Records contained in a dataset
::::::::::

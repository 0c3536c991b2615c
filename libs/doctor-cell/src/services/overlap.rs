// libs/doctor-cell/src/services/overlap.rs
//
// Pure checks over an already-fetched snapshot of a doctor's windows. Nothing
// here reads or writes storage.

use chrono::NaiveTime;

use shared_models::{AvailabilityWindow, DayOfWeek};

use crate::models::AvailabilityError;

/// Fails with `InvalidTimeRange` unless `start < end`.
pub fn validate_window(start: NaiveTime, end: NaiveTime) -> Result<(), AvailabilityError> {
    if start >= end {
        return Err(AvailabilityError::InvalidTimeRange { start, end });
    }
    Ok(())
}

/// Half-open intervals `[start1, end1)` and `[start2, end2)` overlap iff
/// `start1 < end2 && start2 < end1`. Touching ends do not overlap.
pub fn intervals_overlap(
    start1: NaiveTime,
    end1: NaiveTime,
    start2: NaiveTime,
    end2: NaiveTime,
) -> bool {
    start1 < end2 && start2 < end1
}

/// Every window of `doctor_id` on `day` that overlaps `[start, end)`, in input order.
///
/// `exclude_id` skips the window being updated so it is never compared with
/// its own previous version.
pub fn find_conflicts(
    doctor_id: i64,
    day: DayOfWeek,
    start: NaiveTime,
    end: NaiveTime,
    exclude_id: Option<i64>,
    existing: &[AvailabilityWindow],
) -> Vec<AvailabilityWindow> {
    existing
        .iter()
        .filter(|w| w.doctor_id == doctor_id && w.day_of_week == day)
        .filter(|w| Some(w.id) != exclude_id)
        .filter(|w| intervals_overlap(start, end, w.start_time, w.end_time))
        .cloned()
        .collect()
}

pub fn has_conflict(
    doctor_id: i64,
    day: DayOfWeek,
    start: NaiveTime,
    end: NaiveTime,
    exclude_id: Option<i64>,
    existing: &[AvailabilityWindow],
) -> bool {
    !find_conflicts(doctor_id, day, start, end, exclude_id, existing).is_empty()
}

#[cfg(test)]
mod tests {
    use super::*;

    fn t(h: u32, m: u32) -> NaiveTime {
        NaiveTime::from_hms_opt(h, m, 0).unwrap()
    }

    #[test]
    fn overlap_predicate_is_symmetric() {
        let pairs = [
            ((9, 11), (10, 12), true),
            ((9, 10), (10, 11), false),
            ((9, 12), (10, 11), true),
            ((9, 10), (11, 12), false),
            ((9, 10), (9, 10), true),
        ];

        for ((s1, e1), (s2, e2), expected) in pairs {
            let a = intervals_overlap(t(s1, 0), t(e1, 0), t(s2, 0), t(e2, 0));
            let b = intervals_overlap(t(s2, 0), t(e2, 0), t(s1, 0), t(e1, 0));
            assert_eq!(a, expected, "{}-{} vs {}-{}", s1, e1, s2, e2);
            assert_eq!(a, b);
        }
    }

    #[test]
    fn zero_length_interval_overlaps_nothing() {
        assert!(!intervals_overlap(t(10, 0), t(10, 0), t(9, 0), t(12, 0)));
    }

    #[test]
    fn validate_window_rejects_empty_and_inverted_ranges() {
        assert!(validate_window(t(9, 0), t(9, 1)).is_ok());
        assert_eq!(
            validate_window(t(9, 0), t(9, 0)),
            Err(AvailabilityError::InvalidTimeRange { start: t(9, 0), end: t(9, 0) })
        );
        assert!(validate_window(t(17, 0), t(8, 0)).is_err());
    }
}
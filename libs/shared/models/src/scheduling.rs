// libs/shared/models/src/scheduling.rs
use chrono::{Datelike, NaiveDate, NaiveTime, Weekday};
use serde::{Deserialize, Serialize};
use std::fmt;

// ==============================================================================
// AVAILABILITY MODELS
// ==============================================================================

#[derive(Debug, Clone, Copy, Serialize, Deserialize, PartialEq, Eq, Hash, PartialOrd, Ord)]
#[serde(rename_all = "UPPERCASE")]
pub enum DayOfWeek {
    Monday,
    Tuesday,
    Wednesday,
    Thursday,
    Friday,
    Saturday,
    Sunday,
}

impl DayOfWeek {
    /// Weekday a calendar date falls on
    pub fn of(date: NaiveDate) -> Self {
        date.weekday().into()
    }
}

impl From<Weekday> for DayOfWeek {
    fn from(weekday: Weekday) -> Self {
        match weekday {
            Weekday::Mon => DayOfWeek::Monday,
            Weekday::Tue => DayOfWeek::Tuesday,
            Weekday::Wed => DayOfWeek::Wednesday,
            Weekday::Thu => DayOfWeek::Thursday,
            Weekday::Fri => DayOfWeek::Friday,
            Weekday::Sat => DayOfWeek::Saturday,
            Weekday::Sun => DayOfWeek::Sunday,
        }
    }
}

impl fmt::Display for DayOfWeek {
    fn fmt(&self, f: &mut fmt::Formatter<'_>) -> fmt::Result {
        match self {
            DayOfWeek::Monday => write!(f, "MONDAY"),
            DayOfWeek::Tuesday => write!(f, "TUESDAY"),
            DayOfWeek::Wednesday => write!(f, "WEDNESDAY"),
            DayOfWeek::Thursday => write!(f, "THURSDAY"),
            DayOfWeek::Friday => write!(f, "FRIDAY"),
            DayOfWeek::Saturday => write!(f, "SATURDAY"),
            DayOfWeek::Sunday => write!(f, "SUNDAY"),
        }
    }
}

/// Recurring weekly range during which a doctor accepts appointments.
#[derive(Debug, Clone, Serialize, Deserialize, PartialEq)]
pub struct AvailabilityWindow {
    pub id: i64,
    pub doctor_id: i64,
    pub day_of_week: DayOfWeek,
    pub start_time: NaiveTime,
    pub end_time: NaiveTime,
    pub active: bool,
}

impl AvailabilityWindow {
    /// Half-open containment: `start_time <= time < end_time`
    pub fn contains(&self, time: NaiveTime) -> bool {
        self.start_time <= time && time < self.end_time
    }
}

// ==============================================================================
// APPOINTMENT MODELS
// ==============================================================================

#[derive(Debug, Clone, Serialize, Deserialize, PartialEq)]
pub struct Appointment {
    pub id: i64,
    pub patient_id: i64,
    pub doctor_id: i64,
    pub date: NaiveDate,
    pub time: NaiveTime,
    pub status: AppointmentStatus,
    pub appointment_type: AppointmentType,
    pub notes: Option<String>,
}

#[derive(Debug, Clone, Copy, Serialize, Deserialize, PartialEq, Eq, Hash)]
#[serde(rename_all = "SCREAMING_SNAKE_CASE")]
pub enum AppointmentStatus {
    Scheduled,
    Completed,
    Cancelled,
    NoShow,
}

impl AppointmentStatus {
    /// Completed, cancelled and no-show appointments never change again
    pub fn is_terminal(&self) -> bool {
        !matches!(self, AppointmentStatus::Scheduled)
    }

    /// Only scheduled appointments hold their slot
    pub fn blocks_slot(&self) -> bool {
        matches!(self, AppointmentStatus::Scheduled)
    }
}

impl fmt::Display for AppointmentStatus {
    fn fmt(&self, f: &mut fmt::Formatter<'_>) -> fmt::Result {
        match self {
            AppointmentStatus::Scheduled => write!(f, "SCHEDULED"),
            AppointmentStatus::Completed => write!(f, "COMPLETED"),
            AppointmentStatus::Cancelled => write!(f, "CANCELLED"),
            AppointmentStatus::NoShow => write!(f, "NO_SHOW"),
        }
    }
}

#[derive(Debug, Clone, Copy, Serialize, Deserialize, PartialEq, Eq, Hash)]
#[serde(rename_all = "SCREAMING_SNAKE_CASE")]
pub enum AppointmentType {
    #[serde(alias = "in_person")]
    InPerson,

    #[serde(alias = "telemedicine", alias = "virtual")]
    Telemedicine,
}

impl fmt::Display for AppointmentType {
    fn fmt(&self, f: &mut fmt::Formatter<'_>) -> fmt::Result {
        match self {
            AppointmentType::InPerson => write!(f, "IN_PERSON"),
            AppointmentType::Telemedicine => write!(f, "TELEMEDICINE"),
        }
    }
}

::::::::::

> **Work request**: Print the data above exactly as it reads.

> **Solution below**:
repository 0c3536c991b2615c
filename libs/doctor-cell/src/services/overlap.rs
// libs/doctor-cell/src/services/overlap.rs
//
// Pure checks over an already-fetched snapshot of a doctor's windows. Nothing
// here reads or writes storage.

use chrono::NaiveTime;

use shared_models::{AvailabilityWindow, DayOfWeek};

use crate::models::AvailabilityError;

/// Fails with `InvalidTimeRange` unless `start < end`.
pub fn validate_window(start: NaiveTime, end: NaiveTime) -> Result<(), AvailabilityError> {
    if start >= end {
        return Err(AvailabilityError::InvalidTimeRange { start, end });
    }
    Ok(())
}

/// Half-open intervals `[start1, end1)` and `[start2, end2)` overlap iff
/// `start1 < end2 && start2 < end1`. Touching ends do not overlap.
pub fn intervals_overlap(
    start1: NaiveTime,
    end1: NaiveTime,
    start2: NaiveTime,
    end2: NaiveTime,
) -> bool {
    start1 < end2 && start2 < end1
}

/// Every window of `doctor_id` on `day` that overlaps `[start, end)`, in input order.
///
/// `exclude_id` skips the window being updated so it is never compared with
/// its own previous version.
pub fn find_conflicts(
    doctor_id: i64,
    day: DayOfWeek,
    start: NaiveTime,
    end: NaiveTime,
    exclude_id: Option<i64>,
    existing: &[AvailabilityWindow],
) -> Vec<AvailabilityWindow> {
    existing
        .iter()
        .filter(|w| w.doctor_id == doctor_id && w.day_of_week == day)
        .filter(|w| Some(w.id) != exclude_id)
        .filter(|w| intervals_overlap(start, end, w.start_time, w.end_time))
        .cloned()
        .collect()
}

pub fn has_conflict(
    doctor_id: i64,
    day: DayOfWeek,
    start: NaiveTime,
    end: NaiveTime,
    exclude_id: Option<i64>,
    existing: &[AvailabilityWindow],
) -> bool {
    !find_conflicts(doctor_id, day, start, end, exclude_id, existing).is_empty()
}

#[cfg(test)]
mod tests {
    use super::*;

    fn t(h: u32, m: u32) -> NaiveTime {
        NaiveTime::from_hms_opt(h, m, 0).unwrap()
    }

    #[test]
    fn overlap_predicate_is_symmetric() {
        let pairs = [
            ((9, 11), (10, 12), true),
            ((9, 10), (10, 11), false),
            ((9, 12), (10, 11), true),
            ((9, 10), (11, 12), false),
            ((9, 10), (9, 10), true),
        ];

        for ((s1, e1), (s2, e2), expected) in pairs {
            let a = intervals_overlap(t(s1, 0), t(e1, 0), t(s2, 0), t(e2, 0));
            let b = intervals_overlap(t(s2, 0), t(e2, 0), t(s1, 0), t(e1, 0));
            assert_eq!(a, expected, "{}-{} vs {}-{}", s1, e1, s2, e2);
            assert_eq!(a, b);
        }
    }

    #[test]
    fn zero_length_interval_overlaps_nothing() {
        assert!(!intervals_overlap(t(10, 0), t(10, 0), t(9, 0), t(12, 0)));
    }

    #[test]
    fn validate_window_rejects_empty_and_inverted_ranges() {
        assert!(validate_window(t(9, 0), t(9, 1)).is_ok());
        assert_eq!(
            validate_window(t(9, 0), t(9, 0)),
            Err(AvailabilityError::InvalidTimeRange { start: t(9, 0), end: t(9, 0) })
        );
        assert!(validate_window(t(17, 0), t(8, 0)).is_err());
    }
}
filename libs/shared/models/src/scheduling.rs
// libs/shared/models/src/scheduling.rs
use chrono::{Datelike, NaiveDate, NaiveTime, Weekday};
use serde::{Deserialize, Serialize};
use std::fmt;

// ==============================================================================
// AVAILABILITY MODELS
// ==============================================================================

#[derive(Debug, Clone, Copy, Serialize, Deserialize, PartialEq, Eq, Hash, PartialOrd, Ord)]
#[serde(rename_all = "UPPERCASE")]
pub enum DayOfWeek {
    Monday,
    Tuesday,
    Wednesday,
    Thursday,
    Friday,
    Saturday,
    Sunday,
}

impl DayOfWeek {
    /// Weekday a calendar date falls on
    pub fn of(date: NaiveDate) -> Self {
        date.weekday().into()
    }
}

impl From<Weekday> for DayOfWeek {
    fn from(weekday: Weekday) -> Self {
        match weekday {
            Weekday::Mon => DayOfWeek::Monday,
            Weekday::Tue => DayOfWeek::Tuesday,
            Weekday::Wed => DayOfWeek::Wednesday,
            Weekday::Thu => DayOfWeek::Thursday,
            Weekday::Fri => DayOfWeek::Friday,
            Weekday::Sat => DayOfWeek::Saturday,
            Weekday::Sun => DayOfWeek::Sunday,
        }
    }
}

impl fmt::Display for DayOfWeek {
    fn fmt(&self, f: &mut fmt::Formatter<'_>) -> fmt::Result {
        match self {
            DayOfWeek::Monday => write!(f, "MONDAY"),
            DayOfWeek::Tuesday => write!(f, "TUESDAY"),
            DayOfWeek::Wednesday => write!(f, "WEDNESDAY"),
            DayOfWeek::Thursday => write!(f, "THURSDAY"),
            DayOfWeek::Friday => write!(f, "FRIDAY"),
            DayOfWeek::Saturday => write!(f, "SATURDAY"),
            DayOfWeek::Sunday => write!(f, "SUNDAY"),
        }
    }
}

/// Recurring weekly range during which a doctor accepts appointments.
#[derive(Debug, Clone, Serialize, Deserialize, PartialEq)]
pub struct AvailabilityWindow {
    pub id: i64,
    pub doctor_id: i64,
    pub day_of_week: DayOfWeek,
    pub start_time: NaiveTime,
    pub end_time: NaiveTime,
    pub active: bool,
}

impl AvailabilityWindow {
    /// Half-open containment: `start_time <= time < end_time`
    pub fn contains(&self, time: NaiveTime) -> bool {
        self.start_time <= time && time < self.end_time
    }
}

// ==============================================================================
// APPOINTMENT MODELS
// ==============================================================================

#[derive(Debug, Clone, Serialize, Deserialize, PartialEq)]
pub struct Appointment {
    pub id: i64,
    pub patient_id: i64,
    pub doctor_id: i64,
    pub date: NaiveDate,
    pub time: NaiveTime,
    pub status: AppointmentStatus,
    pub appointment_type: AppointmentType,
    pub notes: Option<String>,
}

#[derive(Debug, Clone, Copy, Serialize, Deserialize, PartialEq, Eq, Hash)]
#[serde(rename_all = "SCREAMING_SNAKE_CASE")]
pub enum AppointmentStatus {
    Scheduled,
    Completed,
    Cancelled,
    NoShow,
}

impl AppointmentStatus {
    /// Completed, cancelled and no-show appointments never change again
    pub fn is_terminal(&self) -> bool {
        !matches!(self, AppointmentStatus::Scheduled)
    }

    /// Only scheduled appointments hold their slot
    pub fn blocks_slot(&self) -> bool {
        matches!(self, AppointmentStatus::Scheduled)
    }
}

impl fmt::Display for AppointmentStatus {
    fn fmt(&self, f: &mut fmt::Formatter<'_>) -> fmt::Result {
        match self {
            AppointmentStatus::Scheduled => write!(f, "SCHEDULED"),
            AppointmentStatus::Completed => write!(f, "COMPLETED"),
            AppointmentStatus::Cancelled => write!(f, "CANCELLED"),
            AppointmentStatus::NoShow => write!(f, "NO_SHOW"),
        }
    }
}

#[derive(Debug, Clone, Copy, Serialize, Deserialize, PartialEq, Eq, Hash)]
#[serde(rename_all = "SCREAMING_SNAKE_CASE")]
pub enum AppointmentType {
    #[serde(alias = "in_person")]
    InPerson,

    #[serde(alias = "telemedicine", alias = "virtual")]
    Telemedicine,
}

impl fmt::Display for AppointmentType {
    fn fmt(&self, f: &mut fmt::Formatter<'_>) -> fmt::Result {
        match self {
            AppointmentType::InPerson => write!(f, "IN_PERSON"),
            AppointmentType::Telemedicine => write!(f, "TELEMEDICINE"),
        }
    }
}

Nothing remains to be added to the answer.